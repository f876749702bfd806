//! AR order selection by Final Prediction Error.
//!
//! The scan is a plain driver loop: for each order in the requested range we
//! set the order, estimate, and record `(order, power, fpe)`. Orders whose
//! estimation fails are listed as skipped. The estimator is left at the
//! FPE-minimising order, in the `Ready` state.

use tracing::{info, warn};

use super::MemEstimator;

#[derive(Debug, Clone, Copy, PartialEq)]
pub struct OrderScanRow {
    pub order: usize,
    pub power: f64,
    pub fpe: f64,
}

#[derive(Debug, Clone, Default)]
pub struct OrderScan {
    pub rows: Vec<OrderScanRow>,
    pub skipped: Vec<usize>,
    /// Order with the smallest FPE, if any order succeeded.
    pub best: Option<usize>,
}

/// Scan `min..=max` (clamped to the estimator's valid range).
pub fn scan_orders(mem: &mut MemEstimator, min: usize, max: usize) -> OrderScan {
    let mut scan = OrderScan::default();
    if !mem.is_ok() {
        warn!("order scan requested on an unloaded estimator");
        return scan;
    }

    let lo = min.max(mem.min_order());
    let hi = max.min(mem.max_order());
    if lo > hi {
        warn!(min = lo, max = hi, "empty order range");
        return scan;
    }

    for order in lo..=hi {
        mem.set_order(order);
        if !mem.estimate() {
            scan.skipped.push(order);
            continue;
        }
        let (Some(power), Some(fpe)) = (mem.power(), mem.fpe()) else {
            scan.skipped.push(order);
            continue;
        };
        scan.rows.push(OrderScanRow { order, power, fpe });
    }

    scan.best = scan
        .rows
        .iter()
        .filter(|r| r.fpe.is_finite())
        .min_by(|a, b| a.fpe.total_cmp(&b.fpe))
        .map(|r| r.order);

    if let Some(best) = scan.best {
        mem.set_order(best);
        mem.estimate();
        info!(best, scanned = scan.rows.len(), "FPE order scan finished");
    }
    scan
}

#[cfg(test)]
mod tests {
    use super::*;
    use crate::data::synthetic::ar_process;
    use crate::mem::MemOptions;
    use crate::series::Series;

    #[test]
    fn overfitting_raises_fpe() {
        // AR(2) with a resonance; N is large enough that the penalty term
        // dominates well past the true order.
        let series = ar_process(&[1.2, -0.6], 1.0, 2000, 11).unwrap();
        let mut mem = MemEstimator::new();
        assert!(mem.load(series, MemOptions::default()));

        let scan = scan_orders(&mut mem, 2, 40);
        assert!(scan.skipped.is_empty());
        let at = |m: usize| scan.rows.iter().find(|r| r.order == m).unwrap().fpe;
        assert!(at(40) > at(2), "fpe(40)={} fpe(2)={}", at(40), at(2));

        let best = scan.best.unwrap();
        assert!(best < 15, "best order {best}");
        assert!(mem.is_ready());
        assert_eq!(mem.order(), best);
    }

    #[test]
    fn unloaded_estimator_scans_nothing() {
        let mut mem = MemEstimator::new();
        let scan = scan_orders(&mut mem, 2, 10);
        assert!(scan.rows.is_empty());
        assert!(scan.best.is_none());

        let mut series = Series::new();
        series.load("0 1 0\n");
        assert!(!mem.load(series, MemOptions::default()));
        assert!(scan_orders(&mut mem, 2, 10).rows.is_empty());
    }
}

- Problem to work on -
Copy exactly, please, the span of lines that begins at the line with "let series = ar_process(&[1.2, -0.6], 1.0, 2000, 11).unwrap();" and ends at the last line of the data, both included.

- Exercise solution -
        let series = ar_process(&[1.2, -0.6], 1.0, 2000, 11).unwrap();
        let mut mem = MemEstimator::new();
        assert!(mem.load(series, MemOptions::default()));

        let scan = scan_orders(&mut mem, 2, 40);
        assert!(scan.skipped.is_empty());
        let at = |m: usize| scan.rows.iter().find(|r| r.order == m).unwrap().fpe;
        assert!(at(40) > at(2), "fpe(40)={} fpe(2)={}", at(40), at(2));

        let best = scan.best.unwrap();
        assert!(best < 15, "best order {best}");
        assert!(mem.is_ready());
        assert_eq!(mem.order(), best);
    }

    #[test]
    fn unloaded_estimator_scans_nothing() {
        let mut mem = MemEstimator::new();
        let scan = scan_orders(&mut mem, 2, 10);
        assert!(scan.rows.is_empty());
        assert!(scan.best.is_none());

        let mut series = Series::new();
        series.load("0 1 0\n");
        assert!(!mem.load(series, MemOptions::default()));
        assert!(scan_orders(&mut mem, 2, 10).rows.is_empty());
    }
}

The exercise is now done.